What do you think the voting age should be?

It is currently 18 years old, the same age one becomes a legal adult in almost every state.

Some Sacred Heart students believe the voting age has been appropriately set at 18, with no need to lower it.

“I think that if you’re considered an adult at 18, you should be able to vote as well,” said freshman Jacob Carlson.

“I think the voting age should stay at 18 as that is the age we are legally considered to be adults,” said senior Hailey Pinto. “We should be able to have a say in the type of world we want to live in.”

“It should stay 18 because at that point you’re a legal adult,” said junior Victoria Piacentino.

While most students agree the voting age should stay at 18, some understand the appeal of raising it to 21.

“I’m debating between staying or raising,” said sophomore Tara Kelly. “I think it’s unfair that you are allowed to vote at 18 but aren’t allowed to do most things until you’re 21. They say your brain isn’t fully developed until 21, so why should people be allowed to vote for a president, which is an extremely important decision?”

The 26th Amendment, ratified in July 1971, officially lowered the national voting age from 21 years old to 18 years old.
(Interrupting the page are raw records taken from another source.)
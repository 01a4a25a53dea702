//! Topology command handlers.

use serde_json::Value;
use tabled::Tabled;

use onosdash_core::{Cluster, OnosClient, TopologySummary};

use crate::cli::{GlobalOpts, TopologyArgs, TopologyCommand};
use crate::error::CliError;
use crate::output::{self, detail_lines, or_dash};

use super::util;

#[derive(Tabled)]
struct ClusterRow {
    #[tabled(rename = "Cluster")]
    id: i64,
    #[tabled(rename = "Devices")]
    devices: u64,
    #[tabled(rename = "Links")]
    links: u64,
    #[tabled(rename = "Root")]
    root: String,
}

impl From<&Cluster> for ClusterRow {
    fn from(c: &Cluster) -> Self {
        Self {
            id: c.id,
            devices: c.device_count,
            links: c.link_count,
            root: or_dash(c.root.as_deref()),
        }
    }
}

fn summary_detail(record: &Value) -> String {
    let t = TopologySummary::from(record);
    detail_lines(&[
        ("Devices", t.devices.to_string()),
        ("Links", t.links.to_string()),
        ("Clusters", t.clusters.to_string()),
        (
            "Computed",
            t.time.map_or_else(|| "-".into(), |ns| ns.to_string()),
        ),
    ])
}

pub async fn handle(
    client: &OnosClient,
    args: TopologyArgs,
    global: &GlobalOpts,
) -> Result<(), CliError> {
    match args.command {
        TopologyCommand::Show => {
            let body = client.get_topology().await?;
            let out = output::render_single(global.output, &body, summary_detail, |v| {
                TopologySummary::from(v).clusters.to_string()
            })?;
            output::print_output(&out, global.quiet);
            Ok(())
        }

        TopologyCommand::Clusters => {
            let body = client.get_topology_clusters().await?;
            let clusters = util::array_field(&body, "clusters");
            let out = output::render_list(
                global.output,
                &clusters,
                |v| ClusterRow::from(&Cluster::from(v)),
                |v| Cluster::from(v).id.to_string(),
            )?;
            output::print_output(&out, global.quiet);
            Ok(())
        }
    }
}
The movement for this action began during World War II, with the notion, “Old enough to fight, old enough to vote,” according to the Richard Nixon Library.

Some students share the same belief in that notion today.
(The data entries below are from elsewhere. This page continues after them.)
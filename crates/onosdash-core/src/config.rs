// ── Runtime controller configuration ──
//
// These types describe *how* to poll a controller. They never touch
// disk: the settings layer builds a `ControllerConfig` and hands it in,
// and may swap a new one into the `ConfigHandle` at any time.

use std::sync::Arc;
use std::time::Duration;

use arc_swap::ArcSwap;

use onosdash_api::Endpoint;
use onosdash_api::transport::DEFAULT_TIMEOUT;

use crate::error::CoreError;
use crate::metrics::ThroughputUnit;

pub const DEFAULT_REFRESH_INTERVAL: Duration = Duration::from_millis(5000);

/// Shortest interval the background loop will sleep between cycles.
pub const MIN_REFRESH_INTERVAL: Duration = Duration::from_millis(250);

/// Configuration for polling a single controller.
#[derive(Debug, Clone)]
pub struct ControllerConfig {
    pub endpoint: Endpoint,
    /// Pause between the end of one cycle and the start of the next.
    pub refresh_interval: Duration,
    /// Client-side deadline for each request.
    pub timeout: Duration,
    pub throughput_unit: ThroughputUnit,
    /// Probe `GET /devices` before fetching collections; a failed probe
    /// marks the whole cycle as disconnected.
    pub connectivity_check: bool,
}

impl Default for ControllerConfig {
    fn default() -> Self {
        Self {
            endpoint: Endpoint::default(),
            refresh_interval: DEFAULT_REFRESH_INTERVAL,
            timeout: DEFAULT_TIMEOUT,
            throughput_unit: ThroughputUnit::default(),
            connectivity_check: true,
        }
    }
}

impl ControllerConfig {
    pub fn new(endpoint: Endpoint) -> Self {
        Self {
            endpoint,
            ..Self::default()
        }
    }

    /// The refresh interval, clamped to [`MIN_REFRESH_INTERVAL`].
    pub fn effective_refresh_interval(&self) -> Duration {
        self.refresh_interval.max(MIN_REFRESH_INTERVAL)
    }

    pub fn validate(&self) -> Result<(), CoreError> {
        if self.endpoint.host.trim().is_empty() {
            return Err(CoreError::Config {
                message: "controller host is empty".into(),
            });
        }
        if self.endpoint.port == 0 {
            return Err(CoreError::Config {
                message: "controller port must be non-zero".into(),
            });
        }
        if self.timeout.is_zero() {
            return Err(CoreError::Config {
                message: "timeout must be non-zero".into(),
            });
        }
        self.endpoint.base_url()?;
        Ok(())
    }
}

/// Shared, swappable configuration.
///
/// Readers take a cheap snapshot with [`load`](Self::load); writers
/// replace the whole value. The poller loads exactly once per cycle, so
/// a swap takes effect on the next cycle and never mid-flight.
#[derive(Debug, Clone)]
pub struct ConfigHandle {
    inner: Arc<ArcSwap<ControllerConfig>>,
}

impl ConfigHandle {
    pub fn new(config: ControllerConfig) -> Self {
        Self {
            inner: Arc::new(ArcSwap::from_pointee(config)),
        }
    }

    pub fn load(&self) -> Arc<ControllerConfig> {
        self.inner.load_full()
    }

    pub fn store(&self, config: ControllerConfig) {
        self.inner.store(Arc::new(config));
    }

    /// Apply an in-place edit to a copy of the current config and swap it in.
    pub fn update(&self, mut edit: impl FnMut(&mut ControllerConfig)) {
        self.inner.rcu(|current| {
            let mut next = ControllerConfig::clone(current);
            edit(&mut next);
            next
        });
    }
}

impl Default for ConfigHandle {
    fn default() -> Self {
        Self::new(ControllerConfig::default())
    }
}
“I think it should stay the same age as how old you are to enlist in the army because if you can serve, you should have a say in those decisions,” said senior Celia Ponto.

“I am of the belief that if we’re old enough to drive, old enough to have jobs and old enough to enlist in the military, then we are old enough to vote,” said junior Ashley Czermak, President of PioneerVote. “Personally, I believe having the voting age set at age 18 is perfect.”

Some students say that younger people are more impressionable to having their voting ideas swayed by social media.

“I think social media does have an effect on voting because people post a lot of false bias information that influences people’s voting,” said freshman Madison Conklin. “If younger people see it, they believe everything and anything.”

“Because of the presence of social media, everyone has access to political information,” said Piacentino. “I still don’t think it should be lowered, though, because younger people can be influenced easily, and I don’t think they have the life experience to make those kinds of educated decisions.”

According to the United States Census Bureau, 57% of citizens ages 18-34 voted in the 2020 presidential election, up 8% from the previous election in 2016.

Although the percentage has increased, some students believe more people need to be voting.

“21 is too old because we need more voters to get out there,” said senior Ryan DiFronzo.

The university also believes in the need for more voters with PioneerVote, a student-led campaign that encourages students to utilize their right to vote. The organization seeks to increase the percentage of young voters and overall political engagement in the Sacred Heart community.

“The opportunity to vote is valuable and a privilege,” said Pinto.